DOUBLE JEOPARDY -- MISTRIAL -- CRIMINAL PROCEDURE

CRIMINAL DEFENDANTS MAY SPECIFICALLY DELIMIT A MISTRIAL MOTION AND BE GIVEN THE OPPORTUNITY TO WITHDRAW THE MOTION IF THE TOTAL RELIEF REQUESTED WILL NOT BE GRANTED

[SUMMARY] | [ISSUE & DISPOSITION] | [AUTHORITIES CITED] | [COMMENTARY]

SUMMARY

Before Petitioner's trial for robbery, the supreme court issued two pretrial rulings precluding the People from eliciting the complaining witness' prior identification of Petitioner while watching Court TV, and introducing any evidence of prior warrants issued against Petitioner. Despite the pretrial rulings, a prosecution witness mentioned that he had taped a show on channel 51, the local channel of Court TV. Petitioner moved for a mistrial, arguing that the testimony regarding Court TV was prejudicial. The judge reserved decision. The next day, the arresting officer, in contravention of the pretrial rulings, testified that a prior warrant had been issued against Petitioner. Petitioner again moved for a mistrial and this time asked that it be granted with prejudice. The judge announced that he was granting a mistrial but stated that he would decide later whether the mistrial would be with prejudice. Petitioner sought to withdraw his mistrial motion on the grounds that it was not granted with prejudice as requested. The court refused to allow Petitioner to withdraw his mistrial motion and discharged the jury.
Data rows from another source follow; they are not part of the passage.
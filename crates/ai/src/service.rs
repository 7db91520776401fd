//! Boundary to the external generative-AI service.

use async_trait::async_trait;
use serde::{Deserialize, Serialize};
use thiserror::Error;

/// One entry of the service's model listing.
#[derive(Debug, Clone, PartialEq, Eq, Serialize, Deserialize)]
pub struct ModelInfo {
    pub name: String,
    pub supported_methods: Vec<String>,
}

/// Provider-neutral generation request.
#[derive(Debug, Clone, PartialEq, Eq)]
pub struct GenerateRequest {
    /// System instruction (persona, constraints).
    pub system: Option<String>,
    pub prompt: String,
    /// Supporting data appended after the prompt.
    pub context: Option<String>,
}

impl GenerateRequest {
    pub fn new(prompt: impl Into<String>) -> Self {
        Self {
            system: None,
            prompt: prompt.into(),
            context: None,
        }
    }

    pub fn with_system(mut self, system: impl Into<String>) -> Self {
        self.system = Some(system.into());
        self
    }

    pub fn with_context(mut self, context: impl Into<String>) -> Self {
        self.context = Some(context.into());
        self
    }

    /// Minimal capability check used when probing a model.
    pub fn probe() -> Self {
        Self::new("Hi")
    }

    /// Prompt and context as one user message.
    pub fn user_text(&self) -> String {
        match &self.context {
            Some(ctx) if !ctx.trim().is_empty() => format!("{}\n\n{}", self.prompt, ctx),
            _ => self.prompt.clone(),
        }
    }
}

/// Failure reported by the external service (or the transport to it).
#[derive(Debug, Error, Clone, PartialEq, Eq)]
pub enum ServiceError {
    #[error("model '{0}' not found")]
    ModelNotFound(String),

    #[error("model '{0}' is deprecated")]
    ModelDeprecated(String),

    #[error("model '{model}' does not support this call: {message}")]
    ModelUnsupported { model: String, message: String },

    #[error("permission denied for model '{0}'")]
    PermissionDenied(String),

    #[error("rate limited: {0}")]
    RateLimited(String),

    #[error("request timed out")]
    Timeout,

    #[error("transport error: {0}")]
    Transport(String),

    #[error("service unavailable ({status}): {message}")]
    Unavailable { status: u16, message: String },

    #[error("api key rejected")]
    Unauthenticated,

    #[error("bad request: {0}")]
    BadRequest(String),

    #[error("malformed response: {0}")]
    MalformedResponse(String),
}

/// How a failure should be handled by the caller.
#[derive(Debug, Copy, Clone, PartialEq, Eq)]
pub enum FailureClass {
    /// The model, not the request, is the problem: try another model.
    ModelSpecific,
    /// Network or server hiccup: retry the same model.
    Transient,
    /// Quota exhausted: stop immediately.
    RateLimited,
    /// Retrying will not help.
    Fatal,
}

impl ServiceError {
    /// Provider message without the variant prefix.
    pub fn detail(&self) -> String {
        match self {
            ServiceError::RateLimited(msg)
            | ServiceError::Transport(msg)
            | ServiceError::BadRequest(msg)
            | ServiceError::MalformedResponse(msg) => msg.clone(),
            ServiceError::ModelUnsupported { message, .. } | ServiceError::Unavailable { message, .. } => {
                message.clone()
            }
            other => other.to_string(),
        }
    }

    pub fn class(&self) -> FailureClass {
        match self {
            ServiceError::ModelNotFound(_)
            | ServiceError::ModelDeprecated(_)
            | ServiceError::ModelUnsupported { .. }
            | ServiceError::PermissionDenied(_) => FailureClass::ModelSpecific,
            ServiceError::Timeout
            | ServiceError::Transport(_)
            | ServiceError::Unavailable { .. } => FailureClass::Transient,
            ServiceError::RateLimited(_) => FailureClass::RateLimited,
            ServiceError::Unauthenticated
            | ServiceError::BadRequest(_)
            | ServiceError::MalformedResponse(_) => FailureClass::Fatal,
        }
    }
}

/// External generative-AI service.
///
/// Implementations must not hold locks across awaits; the gateway bounds each
/// call with its own timeout and may drop the future at any point.
#[async_trait]
pub trait ModelService: Send + Sync {
    /// Models the service currently advertises.
    async fn list_models(&self) -> Result<Vec<ModelInfo>, ServiceError>;

    /// Generate text with `model`.
    async fn generate(&self, model: &str, request: &GenerateRequest) -> Result<String, ServiceError>;

    /// Minimal capability check for `model`.
    async fn probe(&self, model: &str) -> Result<(), ServiceError> {
        self.generate(model, &GenerateRequest::probe()).await.map(|_| ())
    }
}

#[cfg(test)]
mod tests {
    use super::*;

    #[test]
    fn classification_table() {
        let model_specific = [
            ServiceError::ModelNotFound("m".into()),
            ServiceError::ModelDeprecated("m".into()),
            ServiceError::PermissionDenied("m".into()),
            ServiceError::ModelUnsupported { model: "m".into(), message: "x".into() },
        ];
        for e in model_specific {
            assert_eq!(e.class(), FailureClass::ModelSpecific, "{e}");
        }
        assert_eq!(ServiceError::Timeout.class(), FailureClass::Transient);
        assert_eq!(
            ServiceError::Unavailable { status: 503, message: String::new() }.class(),
            FailureClass::Transient
        );
        assert_eq!(ServiceError::RateLimited("q".into()).class(), FailureClass::RateLimited);
        assert_eq!(ServiceError::Unauthenticated.class(), FailureClass::Fatal);
    }

    #[test]
    fn user_text_appends_context() {
        let req = GenerateRequest::new("What needs attention?").with_context("Open tickets: 3");
        assert_eq!(req.user_text(), "What needs attention?\n\nOpen tickets: 3");
        assert_eq!(GenerateRequest::new("plain").user_text(), "plain");
    }
}
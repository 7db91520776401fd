use axum::{
    Json,
    extract::Extension,
    http::{HeaderMap, StatusCode},
    response::IntoResponse,
};
use tracing::info;

use intelplat_auth::{AuthError, Role, SessionId};

use crate::app::{AppState, dto, errors};
use crate::context::PrincipalContext;

pub async fn login(
    Extension(state): Extension<AppState>,
    Json(body): Json<dto::LoginRequest>,
) -> axum::response::Response {
    let sessions = state.sessions.clone();
    // Argon2 verification is CPU-bound; keep it off the async workers.
    let result = tokio::task::spawn_blocking(move || sessions.login(&body.username, &body.password)).await;

    match result {
        Ok(Ok(session)) => Json(dto::SessionResponse::from(session)).into_response(),
        Ok(Err(e)) => errors::auth_error_to_response(e),
        Err(e) => errors::join_error(e),
    }
}

/// Self-service registration. Creating an Admin account needs an Admin session.
pub async fn register(
    Extension(state): Extension<AppState>,
    headers: HeaderMap,
    Json(body): Json<dto::RegisterRequest>,
) -> axum::response::Response {
    if let Some(confirm) = &body.confirm_password {
        if confirm != &body.password {
            return errors::json_error(StatusCode::BAD_REQUEST, "invalid_input", "passwords do not match");
        }
    }

    if body.role == Role::Admin {
        let token = headers
            .get(axum::http::header::AUTHORIZATION)
            .and_then(|v| v.to_str().ok())
            .and_then(|v| v.strip_prefix("Bearer "))
            .map(str::trim)
            .unwrap_or_default();
        if let Err(e) = state.sessions.authorize(&SessionId::from_token(token), Role::Admin) {
            return errors::auth_error_to_response(e);
        }
    }

    let sessions = state.sessions.clone();
    let result =
        tokio::task::spawn_blocking(move || sessions.register(&body.username, &body.password, body.role)).await;

    match result {
        Ok(Ok(record)) => (
            StatusCode::CREATED,
            Json(serde_json::json!({
                "username": record.username,
                "role": record.role,
            })),
        )
            .into_response(),
        Ok(Err(e)) => errors::auth_error_to_response(e),
        Err(e) => errors::join_error(e),
    }
}

pub async fn logout(
    Extension(state): Extension<AppState>,
    Extension(principal): Extension<PrincipalContext>,
) -> StatusCode {
    if state.sessions.logout(principal.session_id()) {
        info!(username = principal.username(), "logged out");
    }
    StatusCode::NO_CONTENT
}

/// Rotate the caller's password. Every session of the caller, this one
/// included, is revoked.
pub async fn change_password(
    Extension(state): Extension<AppState>,
    Extension(principal): Extension<PrincipalContext>,
    Json(body): Json<dto::ChangePasswordRequest>,
) -> axum::response::Response {
    let sessions = state.sessions.clone();
    let username = principal.username().to_string();
    let result = tokio::task::spawn_blocking(move || {
        let store = sessions.credentials();
        let record = store
            .find_by_username(&username)
            .map_err(|_| AuthError::InvalidCredentials)?;
        if !store.verify_password(&record, &body.current_password) {
            return Err(AuthError::InvalidCredentials);
        }
        sessions.rotate_password(&username, &body.new_password)
    })
    .await;

    match result {
        Ok(Ok(_)) => StatusCode::NO_CONTENT.into_response(),
        Ok(Err(e)) => errors::auth_error_to_response(e),
        Err(e) => errors::join_error(e),
    }
}
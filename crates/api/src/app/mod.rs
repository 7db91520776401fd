//! HTTP API application wiring (Axum router + state).
//!
//! - `services.rs`: builds the session manager and AI gateway from config
//! - `routes/`: HTTP routes + handlers (one file per area)
//! - `dto.rs`: request/response DTOs
//! - `errors.rs`: consistent error responses

use std::sync::Arc;

use axum::{Extension, Router, routing::get};
use tower::ServiceBuilder;

use intelplat_ai::AiGateway;
use intelplat_auth::SessionManager;

use crate::middleware;

pub mod dto;
pub mod errors;
pub mod routes;
pub mod services;

/// Shared per-process state handed to every handler.
#[derive(Clone, Debug)]
pub struct AppState {
    pub sessions: Arc<SessionManager>,
    pub gateway: Arc<AiGateway>,
}

impl AppState {
    pub fn new(sessions: Arc<SessionManager>, gateway: Arc<AiGateway>) -> Self {
        Self { sessions, gateway }
    }
}

/// Build the full HTTP router (public entrypoint used by `main.rs`).
pub fn build_app(state: AppState) -> Router {
    // Protected routes: require a live session.
    let protected = routes::router().layer(axum::middleware::from_fn_with_state(
        state.sessions.clone(),
        middleware::auth_middleware,
    ));

    Router::new()
        .route("/health", get(routes::system::health))
        .merge(routes::public_router())
        .merge(protected)
        .layer(
            ServiceBuilder::new()
                .layer(axum::middleware::from_fn(middleware::request_id_middleware))
                .layer(Extension(state)),
        )
}
//! HTTP API: server, routing, and request/response mapping.

pub mod app;
pub mod config;
pub mod context;
pub mod middleware;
Petitioner thereafter sought a writ of prohibition to prevent retrial. The appellate division denied Petitioner's application. The court concluded that although Petitioner moved for a mistrial with prejudice, he waited until after the court had ordered a mistrial without prejudice to inform the court that he did not want such a mistrial. The Court of Appeals reversed.

ANALYSIS

ISSUE

Whether a criminal defendant may specifically limit a mistrial motion to one for a mistrial with prejudice.

DISPOSITION

Yes. Judgment of the supreme court and appellate division reversed, without costs, and Petitioner's writ of prohibition granted.

CASES CITED

  • Oregon v. Kennedy, 456 U.S. 667 (1982).
  • United States v. Dinitz, 424 U.S. 600 (1976).
  • People v. Catten, 69 N.Y.2d 547 (N.Y. 1987).
  • People v. Ferguson, 67 N.Y.2d 383 (N.Y. 1986).
  • Enright v. Siedlecki, 58 N.Y.2d 195 (N.Y. 1983).
  • Davis v. Brown, 626 N.Y.S.2d 234 (N.Y. App. Div. 1995).
  • Weston v. Kernan, 50 F.3d 633 (9th Cir. 1995), cert. denied, 116 S. Ct. 351 (1995).
  • United States v. Huang, 960 F.2d 1128 (2d Cir. 1992).

OTHER SOURCES CITED

RELATED SOURCES

  • United States v. Scott, 437 U.S. 82 (1978).
  • United States v. Jorn, 400 U.S. 470 (1970).
  • United States v. Estermera, 531 F.2d 1103 (2d Cir.), cert. denied, 425 U.S. 979 (1976).
  • Cardenas v. Superior Court , 363 P.2d 889 (Cal. 1961).
  • Commonwealth v. Robson, 337 A.2d 573 (Pa.), cert. denied, 423 U.S. 934 (1975).
  • People v. McGrath, 202 N.Y. 445 (N.Y. 1911).

COMMENTARY

1.Court's Reasoning

A. Prior state of the law in New York

Although this issue has not been addressed by earlier New York courts. Two distinct lines of cases may be seen as precursors to Davis. The first line follows the issue of a defendant's consent to a mistrial. The underlying purpose of the Double Jeopardy Clause of the Fifth Amendment is to protect criminal defendants from multiple prosecutions resulting in punishment for the same offense. Because a mistrial creates a situation where the criminal defendant can be tried again for the same offense, courts are reluctant to grant a mistrial without a defendant's consent. Indeed, the Court in United States v. Jorn, 400 U.S. 470 (1970), held that where a mistrial has been declared without a defendant's consent he is "deprived of his option to go to the first jury, and perhaps, end the dispute then and there with an acquittal." Jorn, 400 U.S. at 484.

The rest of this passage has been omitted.